TorkelE commented 6 months ago

The problem is that that function takes input in the form of MTKParameters. I.e.

u = [X => 1.0, Y => 1.0]
ps = [p => 1.0, k => 2.0, d => 0.5]
t = 0.0
prob.f(u, ps, t)

gives very weird outputs.

TorkelE commented 6 months ago

I.e. trying

using ModelingToolkit
import ModelingToolkit.t_nounits as t
import ModelingToolkit.D_nounits as D
@variables X(t) Y(t) Z(t)
@parameters p1 d η
eq1 = D(X) ~ p1
eq2 = D(Y) ~ 0*d
eq3 = D(Z) ~ -η
@mtkbuild osys = ODESystem([eq1, eq2, eq3], t)

u0 = [X => 0.0, Y => 0.0, Z => 0.0]
ps = [p1 => 100.0, d => 1.0, η => 1.0]
oprob = ODEProblem(osys, u0, (0.0, 1.0), ps)

p_vals = ModelingToolkit.varmap_to_vars([p1 => 1.0, d => 2.0, η => 3.0], parameters(osys))
oprob.f([0.0, 0.0, 0.0], p_vals, 0.0)

One gets:

[3.0, -0.0, -1.0]

Which is wrong. I.e. η should have a negative value, however, its output (3.0) appears positive.

baggepinnen commented 6 months ago

You could use p = oprob.p if you need something hacky right now. But I agree, it would be beneficial to have API for all of these things.

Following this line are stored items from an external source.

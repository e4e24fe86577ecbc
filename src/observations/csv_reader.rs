//! CSV ingestion of observation rows.
//!
//! Rows are read with a header line (see [`ObservationRecord`] for the column
//! names; unknown columns are ignored and optional ones may be absent). A row
//! that cannot be deserialized or validated is rejected on its own and logged;
//! the remaining rows are kept.
use camino::Utf8Path;
use std::{fs::File, io::Read};
use tracing::{debug, warn};

use crate::{
    mpcq_errors::MpcqError,
    observations::{Observation, ObservationRecord},
};

/// A CSV row that was skipped during ingestion.
#[derive(Debug, Clone, PartialEq)]
pub struct RejectedRow {
    /// 1-based line number in the file (the header is line 1)
    pub line: u64,
    pub obsid: Option<String>,
    pub reason: String,
}

/// Valid observations of a CSV file and the rows that were rejected.
#[derive(Debug, Clone, Default, PartialEq)]
pub struct CsvObservations {
    pub observations: Vec<Observation>,
    pub rejected: Vec<RejectedRow>,
}

type NumberedRecords = Vec<(u64, ObservationRecord)>;

fn read_rows<R: Read>(reader: R) -> Result<(NumberedRecords, Vec<RejectedRow>), MpcqError> {
    let mut csv_reader = csv::ReaderBuilder::new()
        .trim(csv::Trim::All)
        .flexible(true)
        .from_reader(reader);
    let headers = csv_reader.headers()?.clone();

    let mut rows = Vec::new();
    let mut rejected = Vec::new();

    for (idx, result) in csv_reader.records().enumerate() {
        let fallback_line = idx as u64 + 2;
        let row = match result {
            Ok(row) => row,
            Err(err) if err.is_io_error() => return Err(err.into()),
            Err(err) => {
                let line = err.position().map_or(fallback_line, |p| p.line());
                warn!(line, %err, "Rejected unreadable CSV row");
                rejected.push(RejectedRow {
                    line,
                    obsid: None,
                    reason: err.to_string(),
                });
                continue;
            }
        };

        let line = row.position().map_or(fallback_line, |p| p.line());
        match row.deserialize::<ObservationRecord>(Some(&headers)) {
            Ok(record) => rows.push((line, record)),
            Err(err) => {
                warn!(line, %err, "Rejected malformed CSV row");
                rejected.push(RejectedRow {
                    line,
                    obsid: headers
                        .iter()
                        .position(|h| h == "obsid")
                        .and_then(|i| row.get(i))
                        .map(str::to_string),
                    reason: err.to_string(),
                });
            }
        }
    }

    Ok((rows, rejected))
}

/// Read raw observation rows, without validating them.
///
/// Return
/// ------
/// * the deserialized rows and the rows that could not be deserialized
pub fn read_records<R: Read>(
    reader: R,
) -> Result<(Vec<ObservationRecord>, Vec<RejectedRow>), MpcqError> {
    let (rows, rejected) = read_rows(reader)?;
    Ok((rows.into_iter().map(|(_, r)| r).collect(), rejected))
}

/// Read and validate observation rows.
///
/// Arguments
/// ---------
/// * `reader`: CSV content, header line first
///
/// Return
/// ------
/// * the valid observations in file order, plus every rejected row with its reason
/// * an error only when the underlying reader fails or the header cannot be read
pub fn read_observations<R: Read>(reader: R) -> Result<CsvObservations, MpcqError> {
    let (rows, mut rejected) = read_rows(reader)?;

    let mut observations = Vec::with_capacity(rows.len());
    for (line, record) in rows {
        match record.into_observation() {
            Ok(obs) => observations.push(obs),
            Err(err) => {
                warn!(line, obsid = %record.obsid, %err, "Rejected invalid observation");
                rejected.push(RejectedRow {
                    line,
                    obsid: Some(record.obsid),
                    reason: err.to_string(),
                });
            }
        }
    }
    rejected.sort_by_key(|r| r.line);

    debug!(
        valid = observations.len(),
        rejected = rejected.len(),
        "Observation CSV loaded"
    );
    Ok(CsvObservations {
        observations,
        rejected,
    })
}

/// Read and validate observation rows from a CSV file.
pub fn read_observations_file(path: &Utf8Path) -> Result<CsvObservations, MpcqError> {
    let file = File::open(path)?;
    read_observations(file)
}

ChrisRackauckas commented 6 months ago

Though I will mention that 90% of what ODEProblem does is the construction of f, u0, and p so I'm a little confused as to what you think you're saving.

baggepinnen commented 6 months ago

I guess the fields of ODEProblem aren't considered public API?

ChrisRackauckas commented 6 months ago

They are

ChrisRackauckas commented 6 months ago

And the implementation of the solution here is to just use ODEProblem and the public API on the fields there, u0, p, and tspan[1], to do this.

TorkelE commented 6 months ago

I still think there is an advantage with isolating the actual call part, rather than creating a ODEProblem and then making calls to remake whenever one wants to try a new set of values. Right, you might only remove like one line of call per call, but it does make the code much more readable for people less familiar with what is actually going on underneath.

ChrisRackauckas commented 6 months ago

It would only remove one line, because doing this is currently 2 lines.

TorkelE commented 6 months ago

Thanks. Yeah, I wrote like one line of call per call because I figured it would only be one line, but wasn't 100% sure that was the case, and you are right that that is indeed the case.